Session Information
23 SES 05.5 PS, General Poster Exhibition
General Poster Session during Lunch
Contribution
Throughout the last decade we could observe an increasing political willingness to decentralize and regionalize the German education system. In this regard, management functions and tasks have been shifted from the central and provincial level to the district and community level. The reasoning of regionalization is that local level authorities are more aware of local challenges than actors at distant administrative levels and that they are more motivated and enabled to tackle these challenges if they are in charge. Especially in the state of North Rhine-Westphalia, we can see that local authorities and other relevant local actors take more responsibilities in the educational sector than fifteen years ago. At the same time, the Local Education Office has emerged as a new player in almost all districts. Its role is to act as a support system for the regional educational development and to facilitate negotiations and collaborations between the different local educational actors such as schools, school administrations, school supervision boards, parents, youth welfare services, unemployment agencies and enterprises. For instance, the Local Education Office should initiate and support the development of school-to-school networks and should provide a transition management strategy that aims at a higher permeability between the different educational institutions in the district.
Bearing this political concept in mind, the project “Schulen im Team – Übergänge gemeinsam gestalten” was set in motion by the Mercator foundation, the Institute for School Development Research and the Ministry for School and Further Education. It has invited eight districts and the corresponding eight Local Education Offices in North Rhine-Westphalia to develop a transition management system between their primary and secondary schools using a network approach. The Local Education Offices are conceptualized as executing agencies of the management system and as “boundary spanners” (Honig, 2006; Aldrich & Herker, 1977) between local authorities and schools. Together with the participating schools and all other relevant actors, the Local Education Offices are obliged to frame a project plan that defines goals and measures of the transition management system. Given that all relevant actors are involved in the process, this obligation is supposed to trigger the requested establishment and implementation of a new, regionalized governance strategy.
Against this background, the question arises how exactly the Local Education Offices react to the responsibility of establishing a regionalized governance strategy regarding the transition between primary and secondary schools on the basis of the project plan. It is of particular relevance to investigate, if and how the process of regionalization is achieved and what the consequences are, especially for the school transition system.

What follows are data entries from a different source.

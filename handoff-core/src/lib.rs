//! Core primitives for handoff: a lock-and-condvar blocking queue, a
//! countdown latch, and a deterministic work simulator.
//!
//! These are the pieces shared by every producer/consumer experiment. The
//! experiment harness and the pluggable backends live in the `handoff` crate.

#![warn(missing_docs)]

mod countdown;
mod error;
mod iter;
mod queue;
mod work;


pub use countdown::Countdown;
pub use error::{AddError, SignalError, TakeError, WaitError};
pub use iter::ConsumingIter;
pub use queue::BlockingQueue;
pub use work::WorkSimulator;
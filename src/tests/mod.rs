mod backends;

fn init_logging() {
    let _ = env_logger::builder().is_test(true).try_init();
}
//! Deterministic CPU-bound stand-in for per-item processing.

use std::hint::black_box;

/// Burns a fixed amount of floating-point work per call.
#[derive(Debug, Clone, Copy, PartialEq, Eq, Default)]
pub struct WorkSimulator {
    workload: u32,
}

impl WorkSimulator {
    /// Simulator performing `workload` iterations per call.
    #[inline]
    #[must_use]
    pub const fn new(workload: u32) -> Self {
        Self { workload }
    }

    /// Iterations performed per call.
    #[inline]
    #[must_use]
    pub const fn workload(&self) -> u32 {
        self.workload
    }

    /// Run the workload once.
    ///
    /// The accumulated value is returned so callers (and tests) can observe
    /// that the work happened; it is the same for every call with the same
    /// workload. A workload of zero does nothing.
    #[inline]
    pub fn simulate(&self) -> f64 {
        let mut acc = 0.0;
        for j in 0..self.workload {
            let q = f64::from(black_box(j)) % 123.0;
            let w = (q + 2.0) / 2.0;
            let e = w * 3.0;
            acc += e + w;
        }
        black_box(acc)
    }
}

We will conduct an explorative analysis of this question in an Education Policy Research context (Honig, 2009). The study uses a theoretical framework based on the work of Blatter & van der Heiden (2010), Weber (1985) and Habermas (1981). An adaption of their theories allows to categories the Local Eduation Offices' actions. For example, taken actions could be very norm oriented along the lines of ready to use manuals and routines of higher local authorities in the respective districts.
Method
Expected Outcomes
References
Aldrich, H., & Herker, D. (1977). Boundary Spanning roles and Organization Structure. Academy of Management Review, 2(2), 217–230. Bos, W. & Tarnai, Ch. (Eds.). (1999). International Journal of Educational Research: Special Issue: Content Analysis in Educational Research, 31 (8). Habermas, J. (1981). Theorie des kommunikativen Handelns. Band 1: Handlungsrationalität und gesellschaftliche Rationalisierung. Frankfurt a. M.: Suhrkamp. Honig, M. (2006). Street-Level Bureaucracy Revisited: Frontline District Central- Office Administrators as Boundary Spanners in Education Policy Implementation. Educational Evaluation and Policy Analysis, 28(4), 357–383. Honig, M. (2009). What Works in Defining „What Works“ in Educational Improvement: Lessons from Education Policy Implementation Research. Directions for Future Research. In G. Sykes, B. L. Schneider, D. N. Plank & T. G. Ford (Eds.), Handbook of Education Policy Research (pp. 333 – 347). New York: Routledge. Rosenthal, G. (2008). Interpretative Sozialforschung: Eine Einführung. Weinheim: Juventa. Weber, M. (1985). Wirtschaft und Gesellschaft. Grundriss der verstehenden Soziologie. Tübingen: Mohr Siebeck.